Grady Deaton (left) with the Kuskokwim Consortium Library, and Adrian Wagner (right) with 4-H Cooperative Extension have teamed up to train young people on how to preserve cultural histories by using the StoryCorps smartphone app in Bethel.
Christine Trudeau
/
KYUK

Bethel Community organizers want to train Y-K Delta youths to gather stories and traditional knowledge using the latest technology available on cell phones. Adrian Wagner with 4-H Cooperative Extension and Grady Deaton with the Kuskokwim Consortium Library have teamed up to train young people on how to use the StoryCorps smartphone app in Bethel. KYUK’s Education Reporter Christine Trudeau sat down with the pair after their first of three workshops with local youth at the Bethel Library. StoryCorps was formed years ago by public radio producer David Isay. Wagner and Deaton tell us more.

 

 

 

 

 

Christine Trudeau: What is StoryCorps?

 

Grady Deaton: So, Dave Isay tells a story about recording on a tape recorder, when he was young, four of his grandparents, and then later losing the tape and for years searching for that tape, and that being the impetus for his StoryCorps project. He’s – I want to say five or 10 years now – StoryCorps been setting up booths for people to record on the street, in the train station, their stories amongst themselves. And they’re very simple, very straightforward questions to just explore our human connections. StoryCorps is [also] a podcast that publishes those stories that are aggregated from those StoryCorps booths around the country, and also now stories that are aggregated through their Story Crops App, and all of the Story Corps admissions are entered into the Library of Congress [in Washington D.C.] which is why I think it’s quite interesting too.”

 

Trudeau: Who would be involved? You mentioned working with – in various capacities of both your jobs respectively – the teen center, so youth would be involved in conducting these interviews, is that correct?

 

Adrian Wagner: So yeah, the youth component is the most important component to me, making sure to empower youth to do these interviews and actually go out and obtain cultural knowledge themselves instead of having it thrust on them. That being said, we want everybody to participate. We think that talking to elders is a good thing. We think elders going out and interviewing youth is a good thing. But we’re most focused on youth going out and interviewing people in the community.
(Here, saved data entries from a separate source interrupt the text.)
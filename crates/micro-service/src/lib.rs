//! # Micro Service
//!
//! Runs a set of HTTP(S) endpoints as a managed service.
//!
//! - [`Service`] - registers endpoints, starts and stops the server, runs
//!   lifecycle hooks and reacts to OS signals or a cancellation signal
//! - [`Endpoint`] - method, pattern, handler and decorators of one route
//! - [`ServiceConfig`] - server settings, hooks, signal handling and tracing
//! - [`ServiceSettings`] - the scalar settings, loadable from TOML and the environment
//!
//! ## Request pipeline
//!
//! ```text
//! router ─▶ trace span ─▶ before decorators ─▶ handler ─▶ after decorators
//! ```
//!
//! ## Example
//!
//! ```rust,no_run
//! use micro_core::handler_fn;
//! use micro_service::{Endpoint, Service, ServiceConfig};
//!
//! #[tokio::main]
//! async fn main() -> Result<(), Box<dyn std::error::Error>> {
//!     let service = Service::new("greeter", env!("CARGO_PKG_VERSION"));
//!     service.init(
//!         ServiceConfig::builder()
//!             .port(8080)
//!             .after_start(|| async {
//!                 tracing::info!("ready");
//!                 Ok(())
//!             })
//!             .build()?,
//!     )?;
//!
//!     service.endpoints([Endpoint::get("hello", "/", handler_fn(|w, _r| {
//!         Box::pin(async move {
//!             w.write("Hello World!");
//!         })
//!     }))])?;
//!
//!     service.start().await?;
//!     tokio::signal::ctrl_c().await?;
//!     service.stop().await?;
//!     Ok(())
//! }
//! ```

#![doc(html_root_url = "https://docs.rs/micro-service/0.1.0")]
#![warn(missing_docs)]
#![forbid(unsafe_code)]

mod config;
mod endpoint;
mod error;
mod hooks;
mod service;
pub mod settings;
mod signals;

pub use config::{ServiceConfig, ServiceConfigBuilder};
pub use endpoint::Endpoint;
pub use error::ServiceError;
pub use hooks::{HookError, HookPhase, HookResult, LifecycleHook, LifecycleHooks};
pub use service::{Service, ServiceState};
pub use settings::{ServiceSettings, SettingsError};
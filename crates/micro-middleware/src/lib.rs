//! # Micro Middleware
//!
//! Per-endpoint decorator chains.
//!
//! An endpoint's base handler is wrapped with an ordered list of
//! [`EndpointDecorator`]s. Every [`DecoratorPhase::Before`] decorator runs
//! before the base handler in list order, every [`DecoratorPhase::After`]
//! decorator runs after it, also in list order. Decorators write to the same
//! response and cannot stop the chain.
//!
//! ```
//! use micro_core::{handler_fn, ResponseWriter};
//! use micro_middleware::{decorate, EndpointDecorator};
//! use std::sync::Arc;
//!
//! let world = Arc::new(handler_fn(|w, _| Box::pin(async move { w.write("World"); })));
//! let hello = EndpointDecorator::before(handler_fn(|w, _| Box::pin(async move { w.write("Hello "); })));
//! let bang = EndpointDecorator::after(handler_fn(|w, _| Box::pin(async move { w.write("!"); })));
//!
//! let handler = decorate(world, [hello, bang]);
//! # let _ = handler;
//! ```

#![doc(html_root_url = "https://docs.rs/micro-middleware/0.1.0")]
#![warn(missing_docs)]
#![forbid(unsafe_code)]

mod chain;
mod decorator;

pub use chain::{decorate, DecoratorChain};
pub use decorator::{DecoratorPhase, EndpointDecorator};
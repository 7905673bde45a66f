//! Span-per-request handler wrapper.

use micro_core::{BoxFuture, BoxedHandler, ConnectionInfo, Handler, Request, ResponseWriter};
use opentelemetry::propagation::{Extractor, TextMapPropagator};
use opentelemetry::trace::{SpanKind, TraceContextExt, Tracer, TracerProvider as _};
use opentelemetry::{Context, KeyValue};
use opentelemetry_sdk::propagation::TraceContextPropagator;
use opentelemetry_sdk::trace::TracerProvider;
use std::borrow::Cow;

/// Wraps a handler so every request runs inside a server span.
///
/// The span is named after the endpoint and created by a tracer named after
/// the service. Its parent is the [`Context`] found in the request extensions,
/// or the W3C `traceparent` headers when there is none. While the inner
/// handler runs, the span-carrying context replaces the request's
/// [`Context`] extension. The previous value is restored afterwards.
///
/// Tracing only observes: status, headers and body are left untouched.
pub struct Traced {
    inner: BoxedHandler,
    tracer: opentelemetry_sdk::trace::Tracer,
    span_name: Cow<'static, str>,
    propagator: TraceContextPropagator,
}

impl Traced {
    /// Wraps `inner` with spans from `provider`.
    pub fn new(
        inner: BoxedHandler,
        provider: &TracerProvider,
        service_name: impl Into<String>,
        endpoint_name: impl Into<String>,
    ) -> Self {
        Self {
            inner,
            tracer: provider.tracer(service_name.into()),
            span_name: Cow::Owned(endpoint_name.into()),
            propagator: TraceContextPropagator::new(),
        }
    }

    fn parent_context(&self, request: &Request) -> Context {
        request
            .extensions()
            .get::<Context>()
            .cloned()
            .unwrap_or_else(|| self.propagator.extract(&HeaderExtractor(request.headers())))
    }
}

impl std::fmt::Debug for Traced {
    fn fmt(&self, f: &mut std::fmt::Formatter<'_>) -> std::fmt::Result {
        f.debug_struct("Traced")
            .field("span_name", &self.span_name)
            .finish_non_exhaustive()
    }
}

impl Handler for Traced {
    fn serve<'a>(
        &'a self,
        writer: &'a mut ResponseWriter,
        request: &'a mut Request,
    ) -> BoxFuture<'a, ()> {
        Box::pin(async move {
            let parent = self.parent_context(request);
            let span = self
                .tracer
                .span_builder(self.span_name.clone())
                .with_kind(SpanKind::Server)
                .with_attributes(request_attributes(request))
                .start_with_context(&self.tracer, &parent);
            let cx = parent.with_span(span);
            let _guard = EndSpanOnDrop(cx.clone());

            let previous = request.extensions_mut().insert(cx.clone());
            self.inner.serve(writer, request).await;
            match previous {
                Some(previous) => {
                    request.extensions_mut().insert(previous);
                }
                None => {
                    request.extensions_mut().remove::<Context>();
                }
            }

            if let Some(status) = writer.status() {
                cx.span().set_attribute(KeyValue::new(
                    "http.status_code",
                    i64::from(status.as_u16()),
                ));
            }
        })
    }
}

/// Ends the span when dropped, including while unwinding.
struct EndSpanOnDrop(Context);

impl Drop for EndSpanOnDrop {
    fn drop(&mut self) {
        self.0.span().end();
    }
}

/// Standard HTTP attributes recorded when the span starts.
fn request_attributes(request: &Request) -> Vec<KeyValue> {
    let uri = request.uri();
    let scheme = uri
        .scheme_str()
        .or_else(|| request.extensions().get::<ConnectionInfo>().map(ConnectionInfo::scheme))
        .unwrap_or("http")
        .to_string();
    let host = uri
        .authority()
        .map(|a| a.as_str().to_string())
        .or_else(|| {
            request
                .headers()
                .get(http::header::HOST)
                .and_then(|v| v.to_str().ok())
                .map(str::to_string)
        })
        .unwrap_or_default();
    let target = uri
        .path_and_query()
        .map_or_else(|| "/".to_string(), |pq| pq.as_str().to_string());
    let url = format!("{scheme}://{host}{target}");

    vec![
        KeyValue::new("http.method", request.method().as_str().to_string()),
        KeyValue::new("http.url", url),
        KeyValue::new("http.target", target),
        KeyValue::new("http.host", host),
        KeyValue::new("http.scheme", scheme),
    ]
}

/// Reads propagation headers from an `http::HeaderMap`.
pub struct HeaderExtractor<'a>(pub &'a http::HeaderMap);

impl Extractor for HeaderExtractor<'_> {
    fn get(&self, key: &str) -> Option<&str> {
        self.0.get(key).and_then(|v| v.to_str().ok())
    }

    fn keys(&self) -> Vec<&str> {
        self.0.keys().map(http::HeaderName::as_str).collect()
    }
}

#[cfg(test)]
mod tests {
    use super::*;
    use crate::testing::RecordingExporter;
    use bytes::Bytes;
    use http::StatusCode;
    use micro_core::handler_fn;
    use opentelemetry::trace::{SpanId, TraceId};
    use opentelemetry::Value;
    use opentelemetry_sdk::trace::Sampler;
    use std::sync::Arc;

    fn provider(exporter: &RecordingExporter) -> TracerProvider {
        TracerProvider::builder()
            .with_sampler(Sampler::AlwaysOn)
            .with_simple_exporter(exporter.clone())
            .build()
    }

    fn created() -> BoxedHandler {
        Arc::new(handler_fn(|writer, _| {
            Box::pin(async move {
                writer.write_header(StatusCode::CREATED);
                writer.write("made");
            })
        }))
    }

    fn attribute(span: &opentelemetry_sdk::export::trace::SpanData, key: &str) -> Option<Value> {
        span.attributes
            .iter()
            .find(|kv| kv.key.as_str() == key)
            .map(|kv| kv.value.clone())
    }

    #[test]
    fn test_header_extractor() {
        let mut headers = http::HeaderMap::new();
        headers.insert("traceparent", "test-value".parse().unwrap());

        let extractor = HeaderExtractor(&headers);
        assert_eq!(extractor.get("traceparent"), Some("test-value"));
        assert!(extractor.get("nonexistent").is_none());
        assert_eq!(extractor.keys(), vec!["traceparent"]);
    }

    #[tokio::test]
    async fn test_traced_records_span_and_preserves_response() {
        let exporter = RecordingExporter::default();
        let provider = provider(&exporter);
        let traced = Traced::new(created(), &provider, "greeter", "create");

        let mut writer = ResponseWriter::new();
        let mut request = http::Request::post("/items?id=1")
            .header(http::header::HOST, "example.test:8080")
            .body(Bytes::new())
            .unwrap();
        traced.serve(&mut writer, &mut request).await;

        assert_eq!(writer.status(), Some(StatusCode::CREATED));
        assert_eq!(writer.body(), b"made");
        assert!(request.extensions().get::<Context>().is_none());

        let spans = exporter.finished_spans();
        assert_eq!(spans.len(), 1);
        let span = &spans[0];
        assert_eq!(span.name, "create");
        assert_eq!(span.span_kind, SpanKind::Server);
        assert_eq!(attribute(span, "http.method"), Some(Value::from("POST")));
        assert_eq!(
            attribute(span, "http.url"),
            Some(Value::from("http://example.test:8080/items?id=1"))
        );
        assert_eq!(attribute(span, "http.target"), Some(Value::from("/items?id=1")));
        assert_eq!(attribute(span, "http.host"), Some(Value::from("example.test:8080")));
        assert_eq!(attribute(span, "http.scheme"), Some(Value::from("http")));
        assert_eq!(attribute(span, "http.status_code"), Some(Value::I64(201)));
    }

    #[tokio::test]
    async fn test_traced_continues_remote_parent() {
        let exporter = RecordingExporter::default();
        let provider = provider(&exporter);
        let traced = Traced::new(created(), &provider, "greeter", "create");

        let mut writer = ResponseWriter::new();
        let mut request = http::Request::get("/")
            .header(
                "traceparent",
                "00-4bf92f3577b34da6a3ce929d0e0e4736-00f067aa0ba902b7-01",
            )
            .body(Bytes::new())
            .unwrap();
        traced.serve(&mut writer, &mut request).await;

        let spans = exporter.finished_spans();
        assert_eq!(
            spans[0].span_context.trace_id(),
            TraceId::from_hex("4bf92f3577b34da6a3ce929d0e0e4736").unwrap()
        );
        assert_eq!(
            spans[0].parent_span_id,
            SpanId::from_hex("00f067aa0ba902b7").unwrap()
        );
    }

    #[tokio::test]
    async fn test_inner_handler_sees_span_context() {
        let exporter = RecordingExporter::default();
        let provider = provider(&exporter);
        let inner: BoxedHandler = Arc::new(handler_fn(|writer, request| {
            Box::pin(async move {
                let valid = request
                    .extensions()
                    .get::<Context>()
                    .is_some_and(|cx| cx.span().span_context().is_valid());
                writer.write(if valid { "traced" } else { "untraced" });
            })
        }));
        let traced = Traced::new(inner, &provider, "greeter", "probe");

        let mut writer = ResponseWriter::new();
        let mut request = http::Request::new(Bytes::new());
        traced.serve(&mut writer, &mut request).await;

        assert_eq!(writer.body(), b"traced");
    }

    #[tokio::test]
    async fn test_span_ends_when_handler_panics() {
        use futures_util::FutureExt;

        let exporter = RecordingExporter::default();
        let provider = provider(&exporter);
        let inner: BoxedHandler =
            Arc::new(handler_fn(|_, _| Box::pin(async { panic!("handler failure") })));
        let traced = Traced::new(inner, &provider, "greeter", "explode");

        let mut writer = ResponseWriter::new();
        let mut request = http::Request::new(Bytes::new());
        let outcome = std::panic::AssertUnwindSafe(traced.serve(&mut writer, &mut request))
            .catch_unwind()
            .await;

        assert!(outcome.is_err());
        assert_eq!(exporter.finished_spans().len(), 1);
    }
}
We’re hoping that people’s parents and guardians will help them in doing that.

 

Trudeau: When will this project start? When will these interviews begin to be collected and how would they then be connected to StoryCorps?

 

Deaton: So, actually we can start immediately. The StoryCorps App allows you to tag uploads and we want everyone to tag their upload with hash tag “Bethel snapshot.”

 

Wagner: Right.

 

Trudeau: So, they would be recording these themselves on what devices?

 

Deaton: Matter of fact, the impetus started us talking about this in talking about how to do an oral history project and where we were going to get the equipment, and what we were going to record on, and that’s when StoryCorps came up into our minds because we can leverage the StoryCorps App available from the Google Play and IOS App Store, and leverage everyone else’s devices – as opposed to trying to put devices that we get and then put them into hands of kids. So anybody right now can download the StoryCorps App.

 

Trudeau: So that’s why you’re asking people to hashtag their uploads? So that they’ll have one place to go to find all of those Bethel stories?

 

Deaton: Right, and that probably is the key takeaway for anyone out there who hears a story and says ‘oh, they’re doing this and I want to take advantage and be a part of it,’ the key is make sure it’s tagged “Bethel Snapshot.” One word, hashtag, B-E-T-H-E-L S-N-A-P-S-H-O-T, “Bethel Snapshot,” that’ll keep all of the interviews together and we’ll actually be able to use one of the community features of StoryCorps website to aggregate those too.

 

Trudeau: So, what other events are coming up that are going to be geared toward getting more youth involvement and activity with this project?

 

Deaton: They can join us on the seventh of February, the twenty-first of February, for informational workshops relative to the App, and our application of the App, and then in the second week in March there is going to be a younger cohort at the 4-H, who are going to be working through it during their Culture Camp. Adults can get involved immediately, [and] anyone can call the library at anytime for one on one instruction.

 

Trudeau: Well, thank you so much.

 

Deaton: Thanks a lot!

 

Wagner: Thank you.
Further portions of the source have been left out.